While it might sound like a young woman having to deliver a stillborn baby that
was conceived through rape could not possibly get more tragic, the truth of
this story is devastating in a completely different way.
Well, it took us a little bit to actually figure out what actually happened.
And to be honest, I still don't fully have those answers.
I've reported on a lot of heart-wrenching stories.
Social workers who exploited vulnerable kids.
Ponzi schemers who stole life savings.
I've spent the last year and a half immersed in Caitlin's world.
And this is one of the most complex stories I've ever covered.
A story that has puzzled psychiatrists and legal systems.
A story that contorts moral and ethical instincts.
And a perpetrator who takes up the valuable time of a stressed and overloaded medical system.
A woman who took so much from people whose job is to give.

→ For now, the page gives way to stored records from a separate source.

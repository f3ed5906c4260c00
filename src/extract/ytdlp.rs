use crate::error::{ClipbotError, Result};
use crate::extract::{ExtractRequest, Extractor, ProbeInfo, Quality};
use async_trait::async_trait;
use serde::Deserialize;
use std::collections::HashSet;
use std::ffi::OsString;
use std::process::{Output, Stdio};
use std::time::Duration;
use tokio::process::Command;
use tracing::{debug, info, trace};

pub const YT_DLP: &str = "yt-dlp";

/// Timeout for reading metadata.
const PROBE_TIMEOUT: Duration = Duration::from_secs(60);

/// Retries yt-dlp performs on its own before giving up on a download.
const TOOL_RETRIES: u32 = 3;

/// Longest cause string shown to users.
const MAX_CAUSE_LEN: usize = 200;

/// Interface for the [yt-dlp](https://github.com/yt-dlp/yt-dlp) program.
#[derive(Debug, Clone)]
pub struct YtDlp {
    program: OsString,
}

impl Default for YtDlp {
    fn default() -> Self {
        Self {
            program: OsString::from(YT_DLP),
        }
    }
}

impl YtDlp {
    /// Use a specific executable instead of `yt-dlp` from `PATH`.
    pub fn with_program(program: impl Into<OsString>) -> Self {
        Self {
            program: program.into(),
        }
    }

    /// Verify that the binary is reachable and report its version.
    pub async fn check(&self) -> Result<String> {
        let output = self
            .run(vec!["--version".into()], Duration::from_secs(15))
            .await
            .map_err(|e| {
                ClipbotError::Config(format!(
                    "yt-dlp not found. Install it with: pip install yt-dlp. Error: {e}"
                ))
            })?;

        if !output.status.success() {
            return Err(ClipbotError::Config("yt-dlp check failed".to_string()));
        }

        let version = String::from_utf8_lossy(&output.stdout).trim().to_string();
        debug!("yt-dlp {} is available", version);
        Ok(version)
    }

    /// Run the tool, returning its raw output.
    ///
    /// Fails only if the program could not be started or exceeded `timeout`;
    /// a non-zero exit status is left for the caller to inspect.
    async fn run(&self, args: Vec<OsString>, timeout: Duration) -> Result<Output> {
        let mut cmd = Command::new(&self.program);
        cmd.args(&args)
            .stdin(Stdio::null())
            .stdout(Stdio::piped())
            .stderr(Stdio::piped())
            .kill_on_drop(true);

        debug!("Executing command: {:?}", cmd.as_std());
        let output = tokio::time::timeout(timeout, cmd.output())
            .await
            .map_err(|_| {
                ClipbotError::Io(std::io::Error::new(
                    std::io::ErrorKind::TimedOut,
                    format!("timed out after {}s", timeout.as_secs()),
                ))
            })??;

        debug!("status: {}", output.status);
        trace!("stderr: {:?}", String::from_utf8_lossy(&output.stderr));
        Ok(output)
    }

    fn extract_args(request: &ExtractRequest) -> Vec<OsString> {
        let mut template = request.output_stem.clone().into_os_string();
        template.push(".%(ext)s");

        let mut args: Vec<OsString> = vec![
            "-4".into(),
            "--no-playlist".into(),
            "--socket-timeout".into(),
            "30".into(),
            "--retries".into(),
            TOOL_RETRIES.to_string().into(),
            "-f".into(),
            request.format_selector.clone().into(),
            "--merge-output-format".into(),
            "mp4".into(),
        ];
        if let Some(ref section) = request.section {
            args.push("--download-sections".into());
            args.push(section.into());
        }
        args.push("-o".into());
        args.push(template);
        args.push("--".into());
        args.push(request.url.clone().into());
        args
    }
}

#[async_trait]
impl Extractor for YtDlp {
    async fn probe(&self, url: &str) -> Result<ProbeInfo> {
        let args: Vec<OsString> = vec![
            "-q".into(),
            "--no-warnings".into(),
            "--no-playlist".into(),
            "--skip-download".into(),
            "-j".into(),
            "--".into(),
            url.into(),
        ];
        let output = self
            .run(args, PROBE_TIMEOUT)
            .await
            .map_err(|e| ClipbotError::Probe(e.to_string()))?;

        if !output.status.success() {
            let stderr = String::from_utf8_lossy(&output.stderr);
            debug!("yt-dlp probe failed for {}: {}", url, stderr);
            return Err(ClipbotError::Probe(short_cause(&stderr)));
        }

        let info: VideoInfo = serde_json::from_slice(&output.stdout)
            .map_err(|e| ClipbotError::Probe(format!("Could not parse metadata: {e}")))?;
        let probe = info.into_probe();

        info!(
            "Probed {} ({}): {}s, {} qualities",
            probe.id,
            probe.title,
            probe.duration_seconds,
            probe.qualities.len()
        );
        Ok(probe)
    }

    async fn extract(&self, request: &ExtractRequest) -> Result<()> {
        let fail = |cause: String| ClipbotError::WindowExtraction {
            index: request.index,
            cause,
        };

        let output = self
            .run(Self::extract_args(request), request.timeout)
            .await
            .map_err(|e| fail(e.to_string()))?;

        if !output.status.success() {
            let stderr = String::from_utf8_lossy(&output.stderr);
            let stdout = String::from_utf8_lossy(&output.stdout);
            debug!("yt-dlp failed for clip {}: {}", request.index, stderr);
            let diagnostics = if stderr.trim().is_empty() { stdout } else { stderr };
            return Err(fail(short_cause(&diagnostics)));
        }

        Ok(())
    }

    fn name(&self) -> &'static str {
        "yt-dlp"
    }
}

/// Reduce tool diagnostics to one line fit for a chat message.
fn short_cause(diagnostics: &str) -> String {
    let lines: Vec<&str> = diagnostics
        .lines()
        .map(str::trim)
        .filter(|l| !l.is_empty())
        .collect();

    let line = lines
        .iter()
        .rev()
        .find(|l| l.starts_with("ERROR:"))
        .or(lines.last())
        .copied()
        .unwrap_or("process failed");

    let mut cause: String = line.chars().take(MAX_CAUSE_LEN).collect();
    if line.chars().count() > MAX_CAUSE_LEN {
        cause.push('…');
    }
    cause
}

// yt-dlp `-j` output, reduced to what we use

#[derive(Debug, Deserialize)]
struct VideoInfo {
    id: Option<String>,
    title: Option<String>,
    duration: Option<f64>,
    #[serde(default)]
    formats: Vec<VideoFormat>,
}

#[derive(Debug, Deserialize)]
struct VideoFormat {
    format_id: Option<String>,
    height: Option<u32>,
    ext: Option<String>,
    format: Option<String>,
}

impl VideoInfo {
    fn into_probe(self) -> ProbeInfo {
        let qualities = list_qualities(&self.formats);
        ProbeInfo {
            id: self.id.unwrap_or_else(|| "vid".to_string()),
            title: self.title.unwrap_or_else(|| "video".to_string()),
            duration_seconds: self.duration.map_or(0, |d| d.max(0.0) as u64),
            qualities,
        }
    }
}

/// Quality options sorted by height, tallest first.
fn list_qualities(formats: &[VideoFormat]) -> Vec<Quality> {
    let mut seen = HashSet::new();
    let mut candidates: Vec<(u32, Quality)> = formats
        .iter()
        .filter_map(|f| {
            let selector = f.format_id.clone()?;
            let height = f.height.unwrap_or(0);
            let label = if height > 0 {
                format!("{}p ({})", height, f.ext.as_deref().unwrap_or(""))
            } else {
                f.format.clone().unwrap_or_else(|| selector.clone())
            };
            seen.insert((selector.clone(), label.clone()))
                .then_some((height, Quality { selector, label }))
        })
        .collect();

    candidates.sort_by(|a, b| b.0.cmp(&a.0));

    if candidates.is_empty() {
        return vec![Quality::best()];
    }
    candidates.into_iter().map(|(_, q)| q).collect()
}

#[cfg(test)]
mod tests {
    use super::*;
    use std::path::PathBuf;

    #[test]
    fn test_parse_probe_json() {
        let json = r#"{
            "id": "dQw4w9WgXcQ",
            "title": "Some title",
            "duration": 212.4,
            "formats": [
                {"format_id": "140", "ext": "m4a", "format": "140 - audio only"},
                {"format_id": "18", "height": 360, "ext": "mp4"},
                {"format_id": "137", "height": 1080, "ext": "mp4"},
                {"format_id": "18", "height": 360, "ext": "mp4"},
                {"height": 720, "ext": "mp4"}
            ]
        }"#;
        let info: VideoInfo = serde_json::from_str(json).unwrap();
        let probe = info.into_probe();

        assert_eq!(probe.id, "dQw4w9WgXcQ");
        assert_eq!(probe.duration_seconds, 212);
        let labels: Vec<&str> = probe.qualities.iter().map(|q| q.label.as_str()).collect();
        assert_eq!(labels, vec!["1080p (mp4)", "360p (mp4)", "140 - audio only"]);
        assert_eq!(probe.qualities[0].selector, "137");
    }

    #[test]
    fn test_probe_without_formats_falls_back_to_best() {
        let info: VideoInfo = serde_json::from_str(r#"{"id": "x"}"#).unwrap();
        let probe = info.into_probe();
        assert_eq!(probe.qualities, vec![Quality::best()]);
        assert_eq!(probe.duration_seconds, 0);
        assert_eq!(probe.title, "video");
    }

    #[test]
    fn test_extract_args() {
        let request = ExtractRequest {
            index: 2,
            url: "https://youtu.be/abc".to_string(),
            format_selector: "22".to_string(),
            section: Some("*00:01:00-00:01:10".to_string()),
            output_stem: PathBuf::from("/tmp/run/clip_abc_2"),
            timeout: Duration::from_secs(600),
        };
        let args: Vec<String> = YtDlp::extract_args(&request)
            .into_iter()
            .map(|a| a.to_string_lossy().into_owned())
            .collect();

        assert!(args.windows(2).any(|w| w == ["-f", "22"]));
        assert!(args
            .windows(2)
            .any(|w| w == ["--download-sections", "*00:01:00-00:01:10"]));
        assert!(args
            .windows(2)
            .any(|w| w == ["-o", "/tmp/run/clip_abc_2.%(ext)s"]));
        assert_eq!(&args[args.len() - 2..], ["--", "https://youtu.be/abc"]);
    }

    #[test]
    fn test_extract_args_full_video_has_no_section() {
        let request = ExtractRequest {
            index: 1,
            url: "https://youtu.be/abc".to_string(),
            format_selector: "best".to_string(),
            section: None,
            output_stem: PathBuf::from("full_abc"),
            timeout: Duration::from_secs(900),
        };
        let args = YtDlp::extract_args(&request);
        assert!(!args.iter().any(|a| a == "--download-sections"));
    }

    #[test]
    fn test_short_cause() {
        let stderr = "[youtube] abc: Downloading webpage\nERROR: [youtube] abc: Video unavailable\n";
        assert_eq!(short_cause(stderr), "ERROR: [youtube] abc: Video unavailable");
        assert_eq!(short_cause("just one line"), "just one line");
        assert_eq!(short_cause(""), "process failed");
        assert_eq!(short_cause(&"x".repeat(500)).chars().count(), MAX_CAUSE_LEN + 1);
    }

    #[cfg(unix)]
    #[tokio::test]
    async fn test_slow_download_times_out_and_is_killed() {
        use std::os::unix::fs::PermissionsExt;

        let dir = tempfile::tempdir().unwrap();
        let marker = dir.path().join("finished");
        let script = dir.path().join("slow-yt-dlp");
        std::fs::write(
            &script,
            format!("#!/bin/sh\nsleep 2\ntouch '{}'\n", marker.display()),
        )
        .unwrap();
        std::fs::set_permissions(&script, std::fs::Permissions::from_mode(0o755)).unwrap();

        let request = ExtractRequest {
            index: 3,
            url: "https://youtu.be/abc".to_string(),
            format_selector: "best".to_string(),
            section: Some("*00:00:00-00:00:10".to_string()),
            output_stem: dir.path().join("clip_abc_3"),
            timeout: Duration::from_secs(1),
        };
        let result = YtDlp::with_program(&script).extract(&request).await;

        match result {
            Err(ClipbotError::WindowExtraction { index, cause }) => {
                assert_eq!(index, 3);
                assert!(cause.contains("timed out after 1s"), "{cause}");
            }
            other => panic!("Expected a window failure, got {other:?}"),
        }

        // The script never reaches its last line once killed
        tokio::time::sleep(Duration::from_millis(2500)).await;
        assert!(!marker.exists());
    }

    #[tokio::test]
    async fn test_missing_program_fails_probe() {
        let ytdlp = YtDlp::with_program("/nonexistent/yt-dlp");
        let result = ytdlp.probe("https://youtu.be/abc").await;
        assert!(matches!(result, Err(ClipbotError::Probe(_))));
    }
}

The people you will hear from never want any of this to happen again.
But no one really knows what they would have done differently.
We always were asking why.
I mean, from the very first moment, I wanted to know why.
So it's a long story.
Settle in.
For CBC and the BBC World Service, I'm Sarah Trelevin.
And this is The Con.
Caitlin's baby. Episode 1 The Barking Dog
Hour after hour, Amy helps Caitlin with the early stages of labor. Amy constantly on the
phone, encouraging, listening, crying, everything and anything Caitlin needs.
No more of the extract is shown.